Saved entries
■ ■ ■ ■
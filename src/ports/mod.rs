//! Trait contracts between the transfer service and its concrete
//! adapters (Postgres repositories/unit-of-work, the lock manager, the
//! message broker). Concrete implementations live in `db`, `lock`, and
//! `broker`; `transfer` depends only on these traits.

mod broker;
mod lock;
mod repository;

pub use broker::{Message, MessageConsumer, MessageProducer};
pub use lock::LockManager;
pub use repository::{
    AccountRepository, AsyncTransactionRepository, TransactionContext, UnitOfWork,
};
■ ■ ■ ■
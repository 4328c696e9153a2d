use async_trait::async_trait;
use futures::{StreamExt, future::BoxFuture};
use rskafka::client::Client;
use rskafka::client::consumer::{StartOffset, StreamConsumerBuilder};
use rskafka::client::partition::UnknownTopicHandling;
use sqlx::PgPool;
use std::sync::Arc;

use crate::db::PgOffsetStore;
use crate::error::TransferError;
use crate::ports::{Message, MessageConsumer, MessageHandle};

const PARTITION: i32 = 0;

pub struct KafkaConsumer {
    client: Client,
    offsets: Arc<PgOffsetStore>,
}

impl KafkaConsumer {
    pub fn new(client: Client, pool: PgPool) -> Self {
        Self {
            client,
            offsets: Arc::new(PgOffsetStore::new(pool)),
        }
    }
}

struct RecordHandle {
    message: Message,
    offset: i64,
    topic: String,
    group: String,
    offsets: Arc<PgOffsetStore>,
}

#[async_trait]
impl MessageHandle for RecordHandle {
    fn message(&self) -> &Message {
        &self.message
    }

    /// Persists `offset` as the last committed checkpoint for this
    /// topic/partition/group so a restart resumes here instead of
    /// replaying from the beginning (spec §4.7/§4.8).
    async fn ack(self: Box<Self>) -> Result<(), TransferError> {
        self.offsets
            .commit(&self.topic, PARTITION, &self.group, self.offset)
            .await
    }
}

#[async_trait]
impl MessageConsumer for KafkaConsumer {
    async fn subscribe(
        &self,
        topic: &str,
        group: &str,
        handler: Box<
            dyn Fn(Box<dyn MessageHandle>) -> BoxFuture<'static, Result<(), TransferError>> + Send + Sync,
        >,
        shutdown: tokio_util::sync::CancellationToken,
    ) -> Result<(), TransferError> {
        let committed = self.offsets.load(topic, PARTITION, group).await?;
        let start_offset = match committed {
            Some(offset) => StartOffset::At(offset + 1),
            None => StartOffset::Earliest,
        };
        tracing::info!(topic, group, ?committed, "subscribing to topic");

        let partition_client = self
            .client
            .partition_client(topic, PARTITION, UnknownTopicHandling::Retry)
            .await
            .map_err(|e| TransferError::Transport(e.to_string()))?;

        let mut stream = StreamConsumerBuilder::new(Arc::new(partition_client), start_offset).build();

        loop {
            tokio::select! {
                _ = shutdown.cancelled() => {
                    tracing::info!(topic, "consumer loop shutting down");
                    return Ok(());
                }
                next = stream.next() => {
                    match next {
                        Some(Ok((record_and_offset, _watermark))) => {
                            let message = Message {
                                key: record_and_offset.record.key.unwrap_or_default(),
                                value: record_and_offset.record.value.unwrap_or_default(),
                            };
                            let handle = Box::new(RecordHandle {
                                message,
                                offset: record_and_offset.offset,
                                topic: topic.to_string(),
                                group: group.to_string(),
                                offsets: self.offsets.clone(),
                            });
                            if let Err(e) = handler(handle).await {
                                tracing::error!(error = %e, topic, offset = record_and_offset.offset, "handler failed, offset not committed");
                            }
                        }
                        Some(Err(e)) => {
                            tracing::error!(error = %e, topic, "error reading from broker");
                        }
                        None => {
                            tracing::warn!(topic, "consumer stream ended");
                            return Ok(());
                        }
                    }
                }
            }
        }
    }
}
■ ■ ■ ■
» **EXERCISE DESCRIPTION**: As you read the records above, find each line that contains "rskafka" and copy it.

» **TASK RESULT**:
use rskafka::client::Client;
use rskafka::client::consumer::{StartOffset, StreamConsumerBuilder};
use rskafka::client::partition::UnknownTopicHandling;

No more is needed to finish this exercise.